[Collected data]

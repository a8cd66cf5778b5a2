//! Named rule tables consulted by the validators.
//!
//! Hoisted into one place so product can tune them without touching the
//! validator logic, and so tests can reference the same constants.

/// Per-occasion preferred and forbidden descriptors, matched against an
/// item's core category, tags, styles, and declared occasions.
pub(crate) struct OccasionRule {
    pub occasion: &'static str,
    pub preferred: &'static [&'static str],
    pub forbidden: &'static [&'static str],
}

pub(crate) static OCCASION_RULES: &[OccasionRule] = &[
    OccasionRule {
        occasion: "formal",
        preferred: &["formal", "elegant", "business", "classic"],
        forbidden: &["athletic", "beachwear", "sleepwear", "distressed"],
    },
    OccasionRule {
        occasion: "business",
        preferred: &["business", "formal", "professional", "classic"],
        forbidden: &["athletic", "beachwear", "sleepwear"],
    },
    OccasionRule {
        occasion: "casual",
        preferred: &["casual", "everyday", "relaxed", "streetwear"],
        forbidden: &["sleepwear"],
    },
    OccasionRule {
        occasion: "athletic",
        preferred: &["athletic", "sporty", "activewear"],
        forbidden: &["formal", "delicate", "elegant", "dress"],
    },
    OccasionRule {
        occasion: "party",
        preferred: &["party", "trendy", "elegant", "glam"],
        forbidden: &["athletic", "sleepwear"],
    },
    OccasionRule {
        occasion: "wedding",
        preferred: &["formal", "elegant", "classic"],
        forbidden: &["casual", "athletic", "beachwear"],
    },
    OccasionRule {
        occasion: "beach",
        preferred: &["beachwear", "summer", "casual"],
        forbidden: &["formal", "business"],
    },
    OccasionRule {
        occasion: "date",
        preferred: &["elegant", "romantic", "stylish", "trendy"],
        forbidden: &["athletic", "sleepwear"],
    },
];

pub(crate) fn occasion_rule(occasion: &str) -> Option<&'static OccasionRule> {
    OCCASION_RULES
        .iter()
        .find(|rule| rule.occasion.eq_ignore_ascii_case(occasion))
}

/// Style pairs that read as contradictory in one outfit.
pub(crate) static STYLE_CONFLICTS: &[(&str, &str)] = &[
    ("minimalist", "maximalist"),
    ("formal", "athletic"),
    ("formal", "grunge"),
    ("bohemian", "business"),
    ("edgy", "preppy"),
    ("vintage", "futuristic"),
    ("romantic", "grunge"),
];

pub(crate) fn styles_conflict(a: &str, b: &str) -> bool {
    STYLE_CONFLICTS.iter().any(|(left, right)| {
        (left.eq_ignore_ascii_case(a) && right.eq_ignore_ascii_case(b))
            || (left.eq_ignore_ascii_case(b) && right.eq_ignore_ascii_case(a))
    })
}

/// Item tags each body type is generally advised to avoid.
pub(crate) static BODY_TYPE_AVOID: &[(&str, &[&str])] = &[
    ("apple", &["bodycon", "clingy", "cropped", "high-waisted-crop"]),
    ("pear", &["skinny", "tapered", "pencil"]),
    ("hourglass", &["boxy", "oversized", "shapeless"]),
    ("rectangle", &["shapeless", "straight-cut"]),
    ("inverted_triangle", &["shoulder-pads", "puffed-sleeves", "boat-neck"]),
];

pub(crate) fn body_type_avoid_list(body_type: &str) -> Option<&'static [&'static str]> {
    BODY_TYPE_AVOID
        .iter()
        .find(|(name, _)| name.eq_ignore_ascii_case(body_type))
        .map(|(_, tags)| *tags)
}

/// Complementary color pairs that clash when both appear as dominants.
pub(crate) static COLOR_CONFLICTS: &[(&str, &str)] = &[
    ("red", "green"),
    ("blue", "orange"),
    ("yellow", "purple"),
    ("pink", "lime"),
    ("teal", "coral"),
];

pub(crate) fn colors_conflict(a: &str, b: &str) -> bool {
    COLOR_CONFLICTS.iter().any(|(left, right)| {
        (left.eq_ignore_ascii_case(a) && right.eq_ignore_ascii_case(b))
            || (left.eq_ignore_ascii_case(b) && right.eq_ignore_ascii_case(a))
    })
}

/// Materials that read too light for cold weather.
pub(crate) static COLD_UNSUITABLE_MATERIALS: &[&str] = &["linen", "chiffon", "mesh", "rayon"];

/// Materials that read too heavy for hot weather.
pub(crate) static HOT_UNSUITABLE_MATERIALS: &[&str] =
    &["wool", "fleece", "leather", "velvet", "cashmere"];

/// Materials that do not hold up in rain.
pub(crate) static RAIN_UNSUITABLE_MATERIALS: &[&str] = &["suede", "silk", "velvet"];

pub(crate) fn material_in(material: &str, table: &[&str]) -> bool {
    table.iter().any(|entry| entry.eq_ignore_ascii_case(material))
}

What is expected:
Repeat the data verbatim.

Output of the exercise:
repository a8cd66cf5778b5a2
//! Named rule tables consulted by the validators.
//!
//! Hoisted into one place so product can tune them without touching the
//! validator logic, and so tests can reference the same constants.

/// Per-occasion preferred and forbidden descriptors, matched against an
/// item's core category, tags, styles, and declared occasions.
pub(crate) struct OccasionRule {
    pub occasion: &'static str,
    pub preferred: &'static [&'static str],
    pub forbidden: &'static [&'static str],
}

pub(crate) static OCCASION_RULES: &[OccasionRule] = &[
    OccasionRule {
        occasion: "formal",
        preferred: &["formal", "elegant", "business", "classic"],
        forbidden: &["athletic", "beachwear", "sleepwear", "distressed"],
    },
    OccasionRule {
        occasion: "business",
        preferred: &["business", "formal", "professional", "classic"],
        forbidden: &["athletic", "beachwear", "sleepwear"],
    },
    OccasionRule {
        occasion: "casual",
        preferred: &["casual", "everyday", "relaxed", "streetwear"],
        forbidden: &["sleepwear"],
    },
    OccasionRule {
        occasion: "athletic",
        preferred: &["athletic", "sporty", "activewear"],
        forbidden: &["formal", "delicate", "elegant", "dress"],
    },
    OccasionRule {
        occasion: "party",
        preferred: &["party", "trendy", "elegant", "glam"],
        forbidden: &["athletic", "sleepwear"],
    },
    OccasionRule {
        occasion: "wedding",
        preferred: &["formal", "elegant", "classic"],
        forbidden: &["casual", "athletic", "beachwear"],
    },
    OccasionRule {
        occasion: "beach",
        preferred: &["beachwear", "summer", "casual"],
        forbidden: &["formal", "business"],
    },
    OccasionRule {
        occasion: "date",
        preferred: &["elegant", "romantic", "stylish", "trendy"],
        forbidden: &["athletic", "sleepwear"],
    },
];

pub(crate) fn occasion_rule(occasion: &str) -> Option<&'static OccasionRule> {
    OCCASION_RULES
        .iter()
        .find(|rule| rule.occasion.eq_ignore_ascii_case(occasion))
}

/// Style pairs that read as contradictory in one outfit.
pub(crate) static STYLE_CONFLICTS: &[(&str, &str)] = &[
    ("minimalist", "maximalist"),
    ("formal", "athletic"),
    ("formal", "grunge"),
    ("bohemian", "business"),
    ("edgy", "preppy"),
    ("vintage", "futuristic"),
    ("romantic", "grunge"),
];

pub(crate) fn styles_conflict(a: &str, b: &str) -> bool {
    STYLE_CONFLICTS.iter().any(|(left, right)| {
        (left.eq_ignore_ascii_case(a) && right.eq_ignore_ascii_case(b))
            || (left.eq_ignore_ascii_case(b) && right.eq_ignore_ascii_case(a))
    })
}

/// Item tags each body type is generally advised to avoid.
pub(crate) static BODY_TYPE_AVOID: &[(&str, &[&str])] = &[
    ("apple", &["bodycon", "clingy", "cropped", "high-waisted-crop"]),
    ("pear", &["skinny", "tapered", "pencil"]),
    ("hourglass", &["boxy", "oversized", "shapeless"]),
    ("rectangle", &["shapeless", "straight-cut"]),
    ("inverted_triangle", &["shoulder-pads", "puffed-sleeves", "boat-neck"]),
];

pub(crate) fn body_type_avoid_list(body_type: &str) -> Option<&'static [&'static str]> {
    BODY_TYPE_AVOID
        .iter()
        .find(|(name, _)| name.eq_ignore_ascii_case(body_type))
        .map(|(_, tags)| *tags)
}

/// Complementary color pairs that clash when both appear as dominants.
pub(crate) static COLOR_CONFLICTS: &[(&str, &str)] = &[
    ("red", "green"),
    ("blue", "orange"),
    ("yellow", "purple"),
    ("pink", "lime"),
    ("teal", "coral"),
];

pub(crate) fn colors_conflict(a: &str, b: &str) -> bool {
    COLOR_CONFLICTS.iter().any(|(left, right)| {
        (left.eq_ignore_ascii_case(a) && right.eq_ignore_ascii_case(b))
            || (left.eq_ignore_ascii_case(b) && right.eq_ignore_ascii_case(a))
    })
}

/// Materials that read too light for cold weather.
pub(crate) static COLD_UNSUITABLE_MATERIALS: &[&str] = &["linen", "chiffon", "mesh", "rayon"];

/// Materials that read too heavy for hot weather.
pub(crate) static HOT_UNSUITABLE_MATERIALS: &[&str] =
    &["wool", "fleece", "leather", "velvet", "cashmere"];

/// Materials that do not hold up in rain.
pub(crate) static RAIN_UNSUITABLE_MATERIALS: &[&str] = &["suede", "silk", "velvet"];

pub(crate) fn material_in(material: &str, table: &[&str]) -> bool {
    table.iter().any(|entry| entry.eq_ignore_ascii_case(material))
}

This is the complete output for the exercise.